<!-- File automatically generated using DocOnce (https://github.com/doconce/doconce/):
doconce format ipynb ReverseAutoDiff.do.txt  -->

## Reverse-mode automatic differentiation
Deep learning frameworks are built upon the foundation of automatic differentiation (AD). Training deep learning models typically involves gradient-based techniques, with autodiff streamlining the gradient acquisition process, even for large and intricate models. 
The majority of deep learning frameworks utilize 'reverse-mode autodiff' due to its efficiency and precision.

In this module, we will delve into the generalization of the chain rule for AD of any function. This is achieved by understanding that all functions are composed of basic operations such as addition, multiplication, subtraction, and division.

AD relies on the fact that all computer programs, no matter how complicated, use a finite set of elementary (unary or binary, e.g. $sin(\cdot)$, $sqrt(\cdot)$) operations as defined by the programming language. 
The value or function computed by the program is simply a composition of these elementary functions. The partial derivatives of the elementary functions are known, and the overall derivatives can be computed using the chain rule.

**Notice.**

The initial examples and code base are modified from <https://sidsite.com/posts/autodiff/>

In [1]:
%matplotlib inline

import numpy as np
import matplotlib.pyplot as plt
plt.rcParams['figure.figsize'] = (4, 2)
plt.rcParams['figure.dpi'] = 150

## Total derivative and gradient
The function $f : \mathbb{R}^n \to \mathbb{R}^m$, is totally differentiable at $x\in\mathbb{R}^n$ if there is a linear map $df : \mathbb{R}^n \to \mathbb{R}^m$ that satisfies
\begin{align*}
    f(x + dx) = f(x) + df_{x}(dx) + \epsilon(dx),\; dx\in\mathbb{R}^n
    \\
    \lim_{dx\to0} \frac{\epsilon}{||dx||} = 0
\end{align*}
where $df_{x}$ is the total derivative and defined as the best linear approximation at point $x$.
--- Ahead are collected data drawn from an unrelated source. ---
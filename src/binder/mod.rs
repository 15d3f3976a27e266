//! Parameter binding onto an engine statement.
//!
//! A parameter's [`DbType`] selects a bind function from a lookup table; the
//! function accepts a closed set of [`ParamValue`] shapes and issues exactly
//! one native bind call. Shapes outside the set are rejected with a type
//! mismatch. NULL values bind as native NULL of the type's engine code
//! whatever the type.
//!
//! Unsigned values bind as the next larger signed engine type (`u8` as
//! SMALLINT, `u16` as INTEGER, `u32` as BIGINT). `u64` also binds as BIGINT
//! and is range checked; it never passes through a narrower type.

mod params;

pub use params::{DbType, Direction, ParamValue, Parameter};

use num_bigint::BigInt;

use crate::decode::{from_fixed, NativeDecimal};
use crate::engine::{NativeStatement, ENGINE_ORDINAL_BASE};
use crate::error::{Error, Result};

/// Bind one value onto an engine parameter.
type BindFn = fn(&mut dyn NativeStatement, usize, DbType, ParamValue) -> Result<()>;

/// Bind function for a parameter type.
fn binder_for(db_type: DbType) -> BindFn {
    match db_type {
        DbType::Boolean => bind_bool,
        DbType::Byte => bind_byte,
        DbType::Int16 => bind_i16,
        DbType::Int32 => bind_i32,
        DbType::Int64 => bind_i64,
        DbType::UInt8 => bind_u8,
        DbType::UInt16 => bind_u16,
        DbType::UInt32 => bind_u32,
        DbType::UInt64 => bind_u64,
        DbType::Single => bind_f32,
        DbType::Double => bind_f64,
        DbType::Decimal => bind_decimal,
        DbType::String | DbType::Char => bind_text,
        DbType::Clob => bind_clob,
        DbType::Binary | DbType::Blob => bind_binary,
        DbType::Date => bind_date,
        DbType::Time => bind_time,
        DbType::DateTime => bind_timestamp,
        DbType::DateTimeOffset => bind_timestamp_tz,
        DbType::TimeOffset => bind_time_tz,
        DbType::Guid => bind_guid,
        DbType::Xml => bind_xml,
        DbType::Array => bind_array,
        DbType::Object => bind_inferred,
    }
}

/// Bind a parameter at a 0-based `index`.
///
/// Output, input/output and return-value parameters are registered first and
/// need a statement that supports output parameters.
///
/// # Errors
/// - `Error::TypeMismatch` if the value shape does not fit the type
/// - `Error::Overflow` if an unsigned value does not fit its engine type
/// - `Error::Unsupported` for output parameters on a statement without
///   output support
pub fn bind_parameter(
    stmt: &mut dyn NativeStatement,
    index: usize,
    param: Parameter,
) -> Result<()> {
    let col = index + ENGINE_ORDINAL_BASE;
    let Parameter {
        db_type,
        value,
        direction,
        scale,
    } = param;

    tracing::trace!(index, ?db_type, ?direction, value = ?value, "bind");

    if direction.is_output() {
        if !stmt.supports_output_parameters() {
            return Err(Error::unsupported(format!(
                "{:?} parameter at index {} requires output parameter support",
                direction, index
            )));
        }
        let scale = match (db_type, &value) {
            (DbType::Decimal, ParamValue::Decimal(d)) => Some(scale.unwrap_or(d.scale())),
            (DbType::Decimal, _) => Some(scale.unwrap_or(0)),
            _ => None,
        };
        stmt.register_output_parameter(col, db_type.engine_code(), scale)?;
    }
    if !direction.is_input() {
        return Ok(());
    }

    if value.is_null() {
        stmt.set_null(col, db_type.engine_code())?;
        return Ok(());
    }
    binder_for(db_type)(stmt, col, db_type, value)
}

/// Bind parameters in order, starting at index 0.
pub fn bind_all(
    stmt: &mut dyn NativeStatement,
    params: impl IntoIterator<Item = Parameter>,
) -> Result<usize> {
    let mut count = 0;
    for (index, param) in params.into_iter().enumerate() {
        bind_parameter(stmt, index, param)?;
        count += 1;
    }
    Ok(count)
}

fn mismatch(db_type: DbType, value: &ParamValue) -> Error {
    match value.representation() {
        Some(rep) => Error::type_mismatch(db_type.sql_type(), rep),
        None => Error::invalid_argument("NULL reached a value bind"),
    }
}

fn overflow(value: u64, db_type: DbType) -> Error {
    Error::overflow(format!(
        "parameter value {} out of range for {}",
        value,
        db_type.sql_type()
    ))
}

fn bind_bool(stmt: &mut dyn NativeStatement, col: usize, db: DbType, v: ParamValue) -> Result<()> {
    match v {
        ParamValue::Bool(b) => Ok(stmt.set_boolean(col, b)?),
        other => Err(mismatch(db, &other)),
    }
}

fn bind_byte(stmt: &mut dyn NativeStatement, col: usize, db: DbType, v: ParamValue) -> Result<()> {
    match v {
        ParamValue::I8(i) => Ok(stmt.set_byte(col, i)?),
        other => Err(mismatch(db, &other)),
    }
}

fn bind_i16(stmt: &mut dyn NativeStatement, col: usize, db: DbType, v: ParamValue) -> Result<()> {
    let i = match v {
        ParamValue::I8(i) => i16::from(i),
        ParamValue::I16(i) => i,
        ParamValue::U8(u) => i16::from(u),
        other => return Err(mismatch(db, &other)),
    };
    Ok(stmt.set_short(col, i)?)
}

fn bind_i32(stmt: &mut dyn NativeStatement, col: usize, db: DbType, v: ParamValue) -> Result<()> {
    let i = match v {
        ParamValue::I8(i) => i32::from(i),
        ParamValue::I16(i) => i32::from(i),
        ParamValue::I32(i) => i,
        ParamValue::U8(u) => i32::from(u),
        ParamValue::U16(u) => i32::from(u),
        other => return Err(mismatch(db, &other)),
    };
    Ok(stmt.set_int(col, i)?)
}

fn bind_i64(stmt: &mut dyn NativeStatement, col: usize, db: DbType, v: ParamValue) -> Result<()> {
    let i = match v {
        ParamValue::I8(i) => i64::from(i),
        ParamValue::I16(i) => i64::from(i),
        ParamValue::I32(i) => i64::from(i),
        ParamValue::I64(i) => i,
        ParamValue::U8(u) => i64::from(u),
        ParamValue::U16(u) => i64::from(u),
        ParamValue::U32(u) => i64::from(u),
        ParamValue::U64(u) => cast_u64_to_i64(u, db)?,
        other => return Err(mismatch(db, &other)),
    };
    Ok(stmt.set_long(col, i)?)
}

fn bind_u8(stmt: &mut dyn NativeStatement, col: usize, db: DbType, v: ParamValue) -> Result<()> {
    match v {
        ParamValue::U8(u) => Ok(stmt.set_short(col, i16::from(u))?),
        other => Err(mismatch(db, &other)),
    }
}

fn bind_u16(stmt: &mut dyn NativeStatement, col: usize, db: DbType, v: ParamValue) -> Result<()> {
    let i = match v {
        ParamValue::U8(u) => i32::from(u),
        ParamValue::U16(u) => i32::from(u),
        other => return Err(mismatch(db, &other)),
    };
    Ok(stmt.set_int(col, i)?)
}

fn bind_u32(stmt: &mut dyn NativeStatement, col: usize, db: DbType, v: ParamValue) -> Result<()> {
    let i = match v {
        ParamValue::U8(u) => i64::from(u),
        ParamValue::U16(u) => i64::from(u),
        ParamValue::U32(u) => i64::from(u),
        other => return Err(mismatch(db, &other)),
    };
    Ok(stmt.set_long(col, i)?)
}

fn bind_u64(stmt: &mut dyn NativeStatement, col: usize, db: DbType, v: ParamValue) -> Result<()> {
    let i = match v {
        ParamValue::U8(u) => i64::from(u),
        ParamValue::U16(u) => i64::from(u),
        ParamValue::U32(u) => i64::from(u),
        ParamValue::U64(u) => cast_u64_to_i64(u, db)?,
        other => return Err(mismatch(db, &other)),
    };
    Ok(stmt.set_long(col, i)?)
}

fn cast_u64_to_i64(value: u64, db: DbType) -> Result<i64> {
    i64::try_from(value).map_err(|_| overflow(value, db))
}

fn bind_f32(stmt: &mut dyn NativeStatement, col: usize, db: DbType, v: ParamValue) -> Result<()> {
    match v {
        ParamValue::F32(f) => Ok(stmt.set_float(col, f)?),
        other => Err(mismatch(db, &other)),
    }
}

fn bind_f64(stmt: &mut dyn NativeStatement, col: usize, db: DbType, v: ParamValue) -> Result<()> {
    let f = match v {
        ParamValue::F32(f) => f64::from(f),
        ParamValue::F64(f) => f,
        other => return Err(mismatch(db, &other)),
    };
    Ok(stmt.set_double(col, f)?)
}

/// Exact decimal bind; integers are scaled by zero, never routed through
/// floating point.
fn bind_decimal(
    stmt: &mut dyn NativeStatement,
    col: usize,
    db: DbType,
    v: ParamValue,
) -> Result<()> {
    let d = match v {
        ParamValue::Decimal(d) => from_fixed(d),
        ParamValue::I8(i) => NativeDecimal::new(i, 0),
        ParamValue::I16(i) => NativeDecimal::new(i, 0),
        ParamValue::I32(i) => NativeDecimal::new(i, 0),
        ParamValue::I64(i) => NativeDecimal::new(i, 0),
        ParamValue::U8(u) => NativeDecimal::new(u, 0),
        ParamValue::U16(u) => NativeDecimal::new(u, 0),
        ParamValue::U32(u) => NativeDecimal::new(u, 0),
        ParamValue::U64(u) => NativeDecimal::new(BigInt::from(u), 0),
        other => return Err(mismatch(db, &other)),
    };
    Ok(stmt.set_decimal(col, &d)?)
}

fn bind_text(stmt: &mut dyn NativeStatement, col: usize, db: DbType, v: ParamValue) -> Result<()> {
    match v {
        ParamValue::Text(s) => Ok(stmt.set_string(col, &s)?),
        ParamValue::Char(c) => Ok(stmt.set_string(col, c.encode_utf8(&mut [0u8; 4]))?),
        other => Err(mismatch(db, &other)),
    }
}

fn bind_clob(stmt: &mut dyn NativeStatement, col: usize, db: DbType, v: ParamValue) -> Result<()> {
    match v {
        ParamValue::Stream { reader, length } => {
            Ok(stmt.set_character_stream(col, reader, length)?)
        }
        other => bind_text(stmt, col, db, other),
    }
}

fn bind_binary(
    stmt: &mut dyn NativeStatement,
    col: usize,
    db: DbType,
    v: ParamValue,
) -> Result<()> {
    match v {
        ParamValue::Bytes(b) => Ok(stmt.set_bytes(col, &b)?),
        ParamValue::Stream { reader, length } => Ok(stmt.set_binary_stream(col, reader, length)?),
        other => Err(mismatch(db, &other)),
    }
}

fn bind_date(stmt: &mut dyn NativeStatement, col: usize, db: DbType, v: ParamValue) -> Result<()> {
    match v {
        ParamValue::Date(d) => Ok(stmt.set_date(col, d)?),
        other => Err(mismatch(db, &other)),
    }
}

fn bind_time(stmt: &mut dyn NativeStatement, col: usize, db: DbType, v: ParamValue) -> Result<()> {
    match v {
        ParamValue::Time(t) => Ok(stmt.set_time(col, t)?),
        other => Err(mismatch(db, &other)),
    }
}

fn bind_timestamp(
    stmt: &mut dyn NativeStatement,
    col: usize,
    db: DbType,
    v: ParamValue,
) -> Result<()> {
    let ts = match v {
        ParamValue::Timestamp(ts) => ts,
        ParamValue::Date(d) => d.and_time(chrono::NaiveTime::MIN),
        other => return Err(mismatch(db, &other)),
    };
    Ok(stmt.set_timestamp(col, ts)?)
}

fn bind_timestamp_tz(
    stmt: &mut dyn NativeStatement,
    col: usize,
    db: DbType,
    v: ParamValue,
) -> Result<()> {
    match v {
        ParamValue::TimestampOffset(dt) => Ok(stmt.set_timestamp_tz(col, dt)?),
        other => Err(mismatch(db, &other)),
    }
}

fn bind_time_tz(
    stmt: &mut dyn NativeStatement,
    col: usize,
    db: DbType,
    v: ParamValue,
) -> Result<()> {
    match v {
        ParamValue::TimeOffset(t) => Ok(stmt.set_time_tz(col, t)?),
        other => Err(mismatch(db, &other)),
    }
}

fn bind_guid(stmt: &mut dyn NativeStatement, col: usize, db: DbType, v: ParamValue) -> Result<()> {
    match v {
        ParamValue::Guid(u) => Ok(stmt.set_uuid(col, u)?),
        other => Err(mismatch(db, &other)),
    }
}

fn bind_xml(stmt: &mut dyn NativeStatement, col: usize, db: DbType, v: ParamValue) -> Result<()> {
    match v {
        ParamValue::Xml(s) | ParamValue::Text(s) => Ok(stmt.set_xml(col, &s)?),
        other => Err(mismatch(db, &other)),
    }
}

fn bind_array(stmt: &mut dyn NativeStatement, col: usize, db: DbType, v: ParamValue) -> Result<()> {
    match v {
        ParamValue::Array(items) => Ok(stmt.set_array(col, &items)?),
        other => Err(mismatch(db, &other)),
    }
}

/// Bind with the value's natural type.
fn bind_inferred(
    stmt: &mut dyn NativeStatement,
    col: usize,
    db: DbType,
    v: ParamValue,
) -> Result<()> {
    match v.infer_db_type() {
        Some(inferred) => binder_for(inferred)(stmt, col, inferred, v),
        None => Ok(stmt.set_null(col, db.engine_code())?),
    }
}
The total derivative is also written as $df_x(dx)=Df_x(dx)=J_f(x)\times dx$ with the Jacobian $J\in\mathbb{R}^{m\times n}$. When the function $f : \mathbb{R}^n \to \mathbb{R}$ maps to one dimension the gradient denoted as $\nabla f \in \mathbb{R}^n$ is the transposed Jacobian $J_f^T$

There are two modes of AD, forward and reverse. When $m << n$ reverse mode AD is the most efficient and therefore most used with deep learning.

## Chain rule
Let $f: \mathbb{R}^n \to \mathbb{R}$, $g: \mathbb{R}^k \to \mathbb{R}$ and $h: \mathbb{R}^n \to \mathbb{R}^k$ with $x \in \mathbb{R}^n$.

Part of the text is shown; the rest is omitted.